Using the data below, return all lines in which "FullName" appears.

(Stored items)
──────────────────────────────

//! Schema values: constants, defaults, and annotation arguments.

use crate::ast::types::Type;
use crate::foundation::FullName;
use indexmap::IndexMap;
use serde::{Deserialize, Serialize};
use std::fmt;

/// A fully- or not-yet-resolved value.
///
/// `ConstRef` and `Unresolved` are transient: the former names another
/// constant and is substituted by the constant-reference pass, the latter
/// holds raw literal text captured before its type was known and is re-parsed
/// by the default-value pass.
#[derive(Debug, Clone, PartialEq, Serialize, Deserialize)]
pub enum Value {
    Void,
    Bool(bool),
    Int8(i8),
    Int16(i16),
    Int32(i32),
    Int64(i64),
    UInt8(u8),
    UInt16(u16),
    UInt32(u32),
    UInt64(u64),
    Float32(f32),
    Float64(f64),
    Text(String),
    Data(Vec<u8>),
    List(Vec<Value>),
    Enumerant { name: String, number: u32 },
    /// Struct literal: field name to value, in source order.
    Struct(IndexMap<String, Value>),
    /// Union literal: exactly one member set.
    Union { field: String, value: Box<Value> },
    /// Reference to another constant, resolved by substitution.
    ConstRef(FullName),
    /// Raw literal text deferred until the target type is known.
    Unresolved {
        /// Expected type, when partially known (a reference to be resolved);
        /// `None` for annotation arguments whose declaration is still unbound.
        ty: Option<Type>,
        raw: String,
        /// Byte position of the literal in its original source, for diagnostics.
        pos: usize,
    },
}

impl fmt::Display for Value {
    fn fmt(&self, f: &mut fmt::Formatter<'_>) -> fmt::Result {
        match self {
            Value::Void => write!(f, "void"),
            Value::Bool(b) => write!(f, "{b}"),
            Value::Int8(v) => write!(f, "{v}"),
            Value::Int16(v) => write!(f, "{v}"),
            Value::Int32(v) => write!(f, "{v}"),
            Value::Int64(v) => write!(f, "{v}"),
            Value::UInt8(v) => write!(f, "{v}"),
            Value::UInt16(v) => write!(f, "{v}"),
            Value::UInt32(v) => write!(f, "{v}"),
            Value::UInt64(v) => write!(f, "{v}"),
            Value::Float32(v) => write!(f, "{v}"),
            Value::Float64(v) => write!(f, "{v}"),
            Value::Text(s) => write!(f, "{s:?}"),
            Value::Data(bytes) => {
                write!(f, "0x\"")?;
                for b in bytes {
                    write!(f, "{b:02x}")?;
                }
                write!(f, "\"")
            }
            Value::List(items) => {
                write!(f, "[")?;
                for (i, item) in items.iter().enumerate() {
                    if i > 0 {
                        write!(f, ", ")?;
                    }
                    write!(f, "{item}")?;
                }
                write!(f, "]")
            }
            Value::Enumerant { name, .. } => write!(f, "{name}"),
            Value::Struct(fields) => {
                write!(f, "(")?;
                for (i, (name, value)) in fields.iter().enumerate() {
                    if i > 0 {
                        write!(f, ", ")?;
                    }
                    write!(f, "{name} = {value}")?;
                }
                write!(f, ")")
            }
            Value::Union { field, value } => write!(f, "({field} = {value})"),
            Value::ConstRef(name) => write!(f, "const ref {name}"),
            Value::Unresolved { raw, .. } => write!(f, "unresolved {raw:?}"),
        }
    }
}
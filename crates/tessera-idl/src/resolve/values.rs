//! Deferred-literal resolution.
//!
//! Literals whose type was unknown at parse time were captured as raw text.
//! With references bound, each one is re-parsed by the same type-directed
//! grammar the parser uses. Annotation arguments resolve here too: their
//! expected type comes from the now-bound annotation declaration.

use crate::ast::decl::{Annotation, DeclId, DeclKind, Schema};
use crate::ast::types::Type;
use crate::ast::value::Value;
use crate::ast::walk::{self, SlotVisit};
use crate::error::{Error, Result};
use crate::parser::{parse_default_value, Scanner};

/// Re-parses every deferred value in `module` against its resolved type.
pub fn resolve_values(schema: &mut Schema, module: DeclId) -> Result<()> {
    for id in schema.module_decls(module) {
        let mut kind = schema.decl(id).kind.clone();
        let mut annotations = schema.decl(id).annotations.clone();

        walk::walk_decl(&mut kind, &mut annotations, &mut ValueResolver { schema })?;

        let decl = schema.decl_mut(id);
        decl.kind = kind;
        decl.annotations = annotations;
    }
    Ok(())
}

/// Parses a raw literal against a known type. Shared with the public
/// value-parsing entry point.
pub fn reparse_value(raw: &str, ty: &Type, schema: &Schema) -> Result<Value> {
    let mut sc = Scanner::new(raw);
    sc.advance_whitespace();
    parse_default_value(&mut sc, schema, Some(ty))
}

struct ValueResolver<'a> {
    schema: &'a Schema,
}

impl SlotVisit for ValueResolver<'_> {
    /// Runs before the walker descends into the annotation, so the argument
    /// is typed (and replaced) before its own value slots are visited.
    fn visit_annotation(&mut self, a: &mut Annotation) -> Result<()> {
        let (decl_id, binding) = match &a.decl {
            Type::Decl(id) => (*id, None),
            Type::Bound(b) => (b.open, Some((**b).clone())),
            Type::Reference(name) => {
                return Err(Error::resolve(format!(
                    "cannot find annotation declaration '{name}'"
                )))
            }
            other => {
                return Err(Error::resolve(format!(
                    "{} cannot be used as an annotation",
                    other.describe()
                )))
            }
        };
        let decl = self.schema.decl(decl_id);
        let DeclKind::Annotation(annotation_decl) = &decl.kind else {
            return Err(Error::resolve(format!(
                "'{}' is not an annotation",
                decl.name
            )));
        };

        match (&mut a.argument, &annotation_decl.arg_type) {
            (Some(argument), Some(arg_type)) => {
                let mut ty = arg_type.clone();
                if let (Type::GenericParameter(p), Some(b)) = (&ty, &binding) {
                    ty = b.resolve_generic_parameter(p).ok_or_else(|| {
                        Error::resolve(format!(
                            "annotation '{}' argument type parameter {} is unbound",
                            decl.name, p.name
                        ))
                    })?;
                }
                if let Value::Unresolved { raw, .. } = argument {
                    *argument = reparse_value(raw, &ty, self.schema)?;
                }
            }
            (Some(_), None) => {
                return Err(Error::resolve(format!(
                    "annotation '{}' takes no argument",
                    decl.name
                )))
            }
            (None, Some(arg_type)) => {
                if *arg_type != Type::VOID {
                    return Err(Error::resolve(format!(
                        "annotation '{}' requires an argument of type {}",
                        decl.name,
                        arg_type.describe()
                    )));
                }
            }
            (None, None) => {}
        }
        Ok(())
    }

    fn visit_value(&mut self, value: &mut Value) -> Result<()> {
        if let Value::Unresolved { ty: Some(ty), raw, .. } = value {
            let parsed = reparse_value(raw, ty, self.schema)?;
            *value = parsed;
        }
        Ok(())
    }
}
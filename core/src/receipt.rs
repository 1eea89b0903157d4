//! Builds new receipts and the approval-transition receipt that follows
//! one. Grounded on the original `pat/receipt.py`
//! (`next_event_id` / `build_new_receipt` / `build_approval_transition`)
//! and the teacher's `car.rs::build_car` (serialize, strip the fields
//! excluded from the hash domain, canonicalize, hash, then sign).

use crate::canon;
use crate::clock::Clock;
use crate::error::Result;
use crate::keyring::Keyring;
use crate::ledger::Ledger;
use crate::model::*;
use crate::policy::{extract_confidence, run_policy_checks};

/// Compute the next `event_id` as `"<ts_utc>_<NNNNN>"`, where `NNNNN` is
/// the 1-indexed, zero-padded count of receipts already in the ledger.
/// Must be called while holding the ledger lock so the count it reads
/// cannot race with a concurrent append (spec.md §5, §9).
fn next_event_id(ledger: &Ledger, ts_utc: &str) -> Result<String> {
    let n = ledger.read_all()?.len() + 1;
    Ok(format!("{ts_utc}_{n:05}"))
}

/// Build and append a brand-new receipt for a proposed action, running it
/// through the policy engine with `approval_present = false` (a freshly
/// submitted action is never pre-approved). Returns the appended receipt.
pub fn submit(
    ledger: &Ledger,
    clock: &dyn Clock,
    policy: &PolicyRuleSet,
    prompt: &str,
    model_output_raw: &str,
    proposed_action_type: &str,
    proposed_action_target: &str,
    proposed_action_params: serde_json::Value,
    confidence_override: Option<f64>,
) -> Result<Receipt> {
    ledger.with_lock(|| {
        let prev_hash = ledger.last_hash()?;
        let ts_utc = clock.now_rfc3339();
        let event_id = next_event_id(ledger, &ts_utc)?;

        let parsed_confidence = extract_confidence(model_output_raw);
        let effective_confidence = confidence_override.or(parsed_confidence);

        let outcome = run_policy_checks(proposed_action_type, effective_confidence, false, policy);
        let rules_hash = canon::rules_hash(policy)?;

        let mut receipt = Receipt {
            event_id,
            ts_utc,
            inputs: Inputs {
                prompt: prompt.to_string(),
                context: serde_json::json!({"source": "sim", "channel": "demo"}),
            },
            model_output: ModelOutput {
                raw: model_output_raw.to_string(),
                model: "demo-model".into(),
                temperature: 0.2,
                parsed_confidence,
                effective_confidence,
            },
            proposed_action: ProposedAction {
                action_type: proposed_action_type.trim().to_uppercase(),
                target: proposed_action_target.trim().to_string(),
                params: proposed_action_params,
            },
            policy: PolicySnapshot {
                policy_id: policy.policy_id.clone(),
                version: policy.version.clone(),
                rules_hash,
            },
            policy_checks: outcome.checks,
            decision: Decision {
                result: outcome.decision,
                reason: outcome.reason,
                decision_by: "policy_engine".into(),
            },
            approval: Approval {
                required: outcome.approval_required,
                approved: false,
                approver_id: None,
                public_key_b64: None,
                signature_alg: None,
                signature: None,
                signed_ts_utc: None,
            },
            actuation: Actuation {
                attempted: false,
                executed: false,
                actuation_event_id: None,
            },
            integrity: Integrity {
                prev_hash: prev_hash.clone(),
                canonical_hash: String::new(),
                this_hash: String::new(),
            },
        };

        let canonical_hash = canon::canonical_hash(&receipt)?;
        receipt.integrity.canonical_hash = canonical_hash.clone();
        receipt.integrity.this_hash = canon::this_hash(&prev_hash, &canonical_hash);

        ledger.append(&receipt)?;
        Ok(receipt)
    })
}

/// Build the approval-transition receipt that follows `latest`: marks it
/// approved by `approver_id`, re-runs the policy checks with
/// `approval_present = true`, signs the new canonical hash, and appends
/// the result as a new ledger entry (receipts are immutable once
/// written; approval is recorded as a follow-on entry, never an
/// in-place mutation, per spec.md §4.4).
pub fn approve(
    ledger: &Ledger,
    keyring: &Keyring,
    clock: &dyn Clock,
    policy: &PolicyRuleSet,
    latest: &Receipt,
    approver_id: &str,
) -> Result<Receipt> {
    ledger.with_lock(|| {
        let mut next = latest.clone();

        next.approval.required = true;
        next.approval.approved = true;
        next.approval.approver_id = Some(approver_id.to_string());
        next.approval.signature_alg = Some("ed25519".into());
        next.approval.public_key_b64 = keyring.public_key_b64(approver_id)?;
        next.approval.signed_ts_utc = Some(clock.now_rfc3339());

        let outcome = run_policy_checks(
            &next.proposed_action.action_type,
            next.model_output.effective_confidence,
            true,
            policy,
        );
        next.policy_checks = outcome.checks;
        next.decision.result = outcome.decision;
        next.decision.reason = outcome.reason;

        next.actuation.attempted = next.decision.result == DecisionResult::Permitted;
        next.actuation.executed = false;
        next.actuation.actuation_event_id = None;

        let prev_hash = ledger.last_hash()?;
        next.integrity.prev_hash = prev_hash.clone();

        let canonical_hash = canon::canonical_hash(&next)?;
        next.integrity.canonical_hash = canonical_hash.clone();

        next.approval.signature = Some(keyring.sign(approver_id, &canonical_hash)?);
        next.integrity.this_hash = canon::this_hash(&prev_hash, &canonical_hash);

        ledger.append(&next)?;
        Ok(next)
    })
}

──────────────────────────────

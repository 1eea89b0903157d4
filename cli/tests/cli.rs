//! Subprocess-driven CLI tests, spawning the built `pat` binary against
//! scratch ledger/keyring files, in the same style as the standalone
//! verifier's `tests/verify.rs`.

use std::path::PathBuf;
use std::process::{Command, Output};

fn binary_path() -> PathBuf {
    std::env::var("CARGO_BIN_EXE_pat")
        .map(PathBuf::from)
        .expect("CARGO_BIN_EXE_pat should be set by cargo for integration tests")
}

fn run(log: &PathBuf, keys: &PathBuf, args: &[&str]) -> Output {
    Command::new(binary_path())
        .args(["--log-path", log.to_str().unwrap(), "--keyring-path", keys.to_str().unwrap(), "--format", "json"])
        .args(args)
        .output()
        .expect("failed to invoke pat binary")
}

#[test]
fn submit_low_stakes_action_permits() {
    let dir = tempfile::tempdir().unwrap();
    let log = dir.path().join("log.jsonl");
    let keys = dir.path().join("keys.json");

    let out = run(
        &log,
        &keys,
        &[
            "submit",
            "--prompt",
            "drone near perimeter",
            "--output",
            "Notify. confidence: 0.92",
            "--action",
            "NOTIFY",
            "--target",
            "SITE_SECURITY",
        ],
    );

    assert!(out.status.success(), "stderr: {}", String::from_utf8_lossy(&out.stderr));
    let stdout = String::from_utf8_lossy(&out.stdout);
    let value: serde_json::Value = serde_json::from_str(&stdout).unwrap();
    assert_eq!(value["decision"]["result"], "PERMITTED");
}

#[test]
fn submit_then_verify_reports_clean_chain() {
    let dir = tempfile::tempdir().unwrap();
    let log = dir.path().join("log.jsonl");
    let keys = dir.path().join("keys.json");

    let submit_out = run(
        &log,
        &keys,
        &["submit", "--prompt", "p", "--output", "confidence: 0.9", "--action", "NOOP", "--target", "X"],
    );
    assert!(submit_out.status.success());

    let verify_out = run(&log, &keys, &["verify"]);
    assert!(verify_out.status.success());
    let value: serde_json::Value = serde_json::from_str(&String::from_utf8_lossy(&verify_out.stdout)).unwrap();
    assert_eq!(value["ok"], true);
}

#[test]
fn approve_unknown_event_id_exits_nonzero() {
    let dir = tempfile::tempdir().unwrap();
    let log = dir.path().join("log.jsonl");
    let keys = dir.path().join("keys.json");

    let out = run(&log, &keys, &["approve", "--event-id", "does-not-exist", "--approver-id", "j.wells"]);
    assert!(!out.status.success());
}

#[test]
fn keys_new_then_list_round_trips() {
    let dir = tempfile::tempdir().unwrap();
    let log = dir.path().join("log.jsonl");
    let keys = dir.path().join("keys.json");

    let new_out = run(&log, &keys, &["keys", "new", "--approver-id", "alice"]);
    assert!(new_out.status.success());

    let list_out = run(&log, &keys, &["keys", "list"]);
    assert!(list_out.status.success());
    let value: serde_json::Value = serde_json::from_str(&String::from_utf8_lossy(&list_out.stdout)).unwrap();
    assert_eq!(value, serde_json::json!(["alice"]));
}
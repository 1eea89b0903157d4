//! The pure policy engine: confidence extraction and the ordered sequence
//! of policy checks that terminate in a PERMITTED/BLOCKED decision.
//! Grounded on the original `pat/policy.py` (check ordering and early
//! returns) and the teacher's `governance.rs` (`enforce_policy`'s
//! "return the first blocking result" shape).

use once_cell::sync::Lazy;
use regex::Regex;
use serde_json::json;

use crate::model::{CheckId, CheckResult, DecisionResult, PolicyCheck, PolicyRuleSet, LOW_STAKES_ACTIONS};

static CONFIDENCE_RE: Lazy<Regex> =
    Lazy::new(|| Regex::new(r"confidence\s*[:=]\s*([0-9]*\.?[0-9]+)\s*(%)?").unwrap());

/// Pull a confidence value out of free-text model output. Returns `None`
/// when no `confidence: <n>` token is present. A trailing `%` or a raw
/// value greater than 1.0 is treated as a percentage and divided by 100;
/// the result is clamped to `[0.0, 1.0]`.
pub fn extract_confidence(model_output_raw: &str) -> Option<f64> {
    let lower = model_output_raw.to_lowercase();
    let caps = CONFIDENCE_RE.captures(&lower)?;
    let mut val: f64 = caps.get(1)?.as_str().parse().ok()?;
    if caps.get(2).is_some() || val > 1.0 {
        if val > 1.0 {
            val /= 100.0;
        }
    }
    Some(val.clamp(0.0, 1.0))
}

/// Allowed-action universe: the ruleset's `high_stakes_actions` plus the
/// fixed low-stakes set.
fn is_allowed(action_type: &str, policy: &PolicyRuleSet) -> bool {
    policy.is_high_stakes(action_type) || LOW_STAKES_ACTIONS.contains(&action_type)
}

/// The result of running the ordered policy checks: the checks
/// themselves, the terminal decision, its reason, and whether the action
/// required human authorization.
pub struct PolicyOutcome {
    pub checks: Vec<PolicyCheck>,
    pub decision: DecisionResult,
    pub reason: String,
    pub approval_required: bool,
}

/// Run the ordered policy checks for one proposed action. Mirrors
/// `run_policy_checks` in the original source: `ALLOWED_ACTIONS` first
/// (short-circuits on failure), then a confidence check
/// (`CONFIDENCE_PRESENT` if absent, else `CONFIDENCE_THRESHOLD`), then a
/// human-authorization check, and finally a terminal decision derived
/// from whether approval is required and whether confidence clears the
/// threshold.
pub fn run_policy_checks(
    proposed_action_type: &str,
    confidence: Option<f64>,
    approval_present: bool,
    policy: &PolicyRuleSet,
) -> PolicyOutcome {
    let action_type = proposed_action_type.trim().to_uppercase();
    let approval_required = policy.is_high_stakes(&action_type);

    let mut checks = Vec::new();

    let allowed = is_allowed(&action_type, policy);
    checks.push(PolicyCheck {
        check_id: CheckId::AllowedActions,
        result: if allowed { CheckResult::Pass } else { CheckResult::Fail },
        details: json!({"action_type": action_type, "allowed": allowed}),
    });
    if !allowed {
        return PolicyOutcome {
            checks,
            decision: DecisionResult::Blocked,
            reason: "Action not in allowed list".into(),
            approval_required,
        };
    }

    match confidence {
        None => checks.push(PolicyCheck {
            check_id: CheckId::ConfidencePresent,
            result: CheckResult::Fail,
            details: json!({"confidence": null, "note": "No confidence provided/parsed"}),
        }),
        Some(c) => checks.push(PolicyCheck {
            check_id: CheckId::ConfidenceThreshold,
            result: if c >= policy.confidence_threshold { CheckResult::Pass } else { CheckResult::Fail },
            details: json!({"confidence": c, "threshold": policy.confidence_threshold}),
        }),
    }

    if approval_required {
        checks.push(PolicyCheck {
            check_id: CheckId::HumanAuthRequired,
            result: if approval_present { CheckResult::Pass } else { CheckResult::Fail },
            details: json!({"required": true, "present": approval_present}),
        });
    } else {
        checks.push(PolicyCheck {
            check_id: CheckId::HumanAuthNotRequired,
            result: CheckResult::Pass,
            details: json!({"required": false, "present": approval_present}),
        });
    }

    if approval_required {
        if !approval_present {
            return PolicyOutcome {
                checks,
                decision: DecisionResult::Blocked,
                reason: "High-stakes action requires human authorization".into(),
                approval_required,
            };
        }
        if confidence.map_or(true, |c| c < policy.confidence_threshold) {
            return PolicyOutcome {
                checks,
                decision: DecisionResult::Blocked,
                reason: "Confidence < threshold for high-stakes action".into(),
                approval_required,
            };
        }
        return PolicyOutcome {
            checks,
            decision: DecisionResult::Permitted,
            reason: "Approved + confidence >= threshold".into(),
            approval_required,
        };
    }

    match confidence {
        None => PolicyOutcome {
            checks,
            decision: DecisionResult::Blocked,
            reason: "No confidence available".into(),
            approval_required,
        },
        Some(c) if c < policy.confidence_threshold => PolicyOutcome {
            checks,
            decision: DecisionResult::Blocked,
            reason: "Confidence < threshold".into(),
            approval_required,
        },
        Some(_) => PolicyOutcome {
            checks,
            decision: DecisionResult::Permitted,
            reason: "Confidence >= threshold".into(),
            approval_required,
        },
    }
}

──────────────────────────────

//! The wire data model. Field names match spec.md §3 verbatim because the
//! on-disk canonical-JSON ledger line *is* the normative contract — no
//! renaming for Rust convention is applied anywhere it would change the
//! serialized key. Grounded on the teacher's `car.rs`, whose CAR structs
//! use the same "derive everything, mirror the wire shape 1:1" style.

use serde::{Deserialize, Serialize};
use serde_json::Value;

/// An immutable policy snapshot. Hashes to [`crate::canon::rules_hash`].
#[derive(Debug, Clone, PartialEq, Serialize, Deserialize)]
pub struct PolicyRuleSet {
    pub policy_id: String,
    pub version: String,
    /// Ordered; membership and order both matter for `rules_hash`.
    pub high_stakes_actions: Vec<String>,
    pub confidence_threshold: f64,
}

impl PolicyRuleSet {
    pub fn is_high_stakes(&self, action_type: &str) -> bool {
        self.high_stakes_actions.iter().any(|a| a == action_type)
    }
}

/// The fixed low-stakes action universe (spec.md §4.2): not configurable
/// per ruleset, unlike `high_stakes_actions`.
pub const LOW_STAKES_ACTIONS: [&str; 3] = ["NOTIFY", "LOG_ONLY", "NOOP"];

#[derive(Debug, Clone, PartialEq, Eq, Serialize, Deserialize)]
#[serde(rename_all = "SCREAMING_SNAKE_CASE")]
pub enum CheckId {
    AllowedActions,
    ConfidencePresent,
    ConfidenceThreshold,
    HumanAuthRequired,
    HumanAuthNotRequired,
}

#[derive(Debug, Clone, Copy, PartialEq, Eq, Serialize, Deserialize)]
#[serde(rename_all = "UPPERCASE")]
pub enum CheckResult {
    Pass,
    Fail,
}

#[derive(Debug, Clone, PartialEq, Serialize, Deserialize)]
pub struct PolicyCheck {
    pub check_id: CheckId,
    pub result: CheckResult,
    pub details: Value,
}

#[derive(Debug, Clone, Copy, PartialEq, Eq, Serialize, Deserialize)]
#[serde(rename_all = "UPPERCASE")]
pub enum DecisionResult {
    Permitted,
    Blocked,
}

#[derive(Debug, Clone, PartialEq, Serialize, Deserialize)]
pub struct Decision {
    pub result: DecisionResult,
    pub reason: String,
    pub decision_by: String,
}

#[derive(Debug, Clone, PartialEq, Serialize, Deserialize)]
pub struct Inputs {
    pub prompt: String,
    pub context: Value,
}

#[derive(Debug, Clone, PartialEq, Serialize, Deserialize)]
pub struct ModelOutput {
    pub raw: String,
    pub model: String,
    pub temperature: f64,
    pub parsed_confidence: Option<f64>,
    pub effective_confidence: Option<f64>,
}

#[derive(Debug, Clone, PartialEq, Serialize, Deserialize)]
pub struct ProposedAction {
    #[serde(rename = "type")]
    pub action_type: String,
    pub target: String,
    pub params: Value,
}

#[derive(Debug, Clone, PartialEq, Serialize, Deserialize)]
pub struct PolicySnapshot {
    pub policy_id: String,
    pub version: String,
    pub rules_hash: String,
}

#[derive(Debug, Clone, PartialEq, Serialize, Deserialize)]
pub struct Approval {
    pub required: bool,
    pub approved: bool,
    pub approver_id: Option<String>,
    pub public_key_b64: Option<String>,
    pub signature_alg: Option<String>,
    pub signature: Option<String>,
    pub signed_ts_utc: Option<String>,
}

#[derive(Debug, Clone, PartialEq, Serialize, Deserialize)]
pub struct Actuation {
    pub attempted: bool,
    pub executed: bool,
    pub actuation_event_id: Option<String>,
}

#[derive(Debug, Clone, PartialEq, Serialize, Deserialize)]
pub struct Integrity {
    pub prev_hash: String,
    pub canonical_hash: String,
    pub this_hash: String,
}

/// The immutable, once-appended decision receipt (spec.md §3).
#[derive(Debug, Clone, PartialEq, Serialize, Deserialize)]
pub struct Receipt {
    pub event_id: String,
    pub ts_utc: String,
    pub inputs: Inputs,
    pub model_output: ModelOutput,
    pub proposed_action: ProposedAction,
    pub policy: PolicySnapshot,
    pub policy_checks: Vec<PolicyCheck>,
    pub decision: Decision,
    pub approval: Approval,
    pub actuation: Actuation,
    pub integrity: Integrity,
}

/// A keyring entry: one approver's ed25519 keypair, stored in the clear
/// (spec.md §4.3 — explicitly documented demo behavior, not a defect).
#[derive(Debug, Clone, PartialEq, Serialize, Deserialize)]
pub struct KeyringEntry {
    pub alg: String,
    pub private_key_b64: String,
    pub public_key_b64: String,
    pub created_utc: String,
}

──────────────────────────────

> _Written answer_:
use crate::foundation::FullName;
    ConstRef(FullName),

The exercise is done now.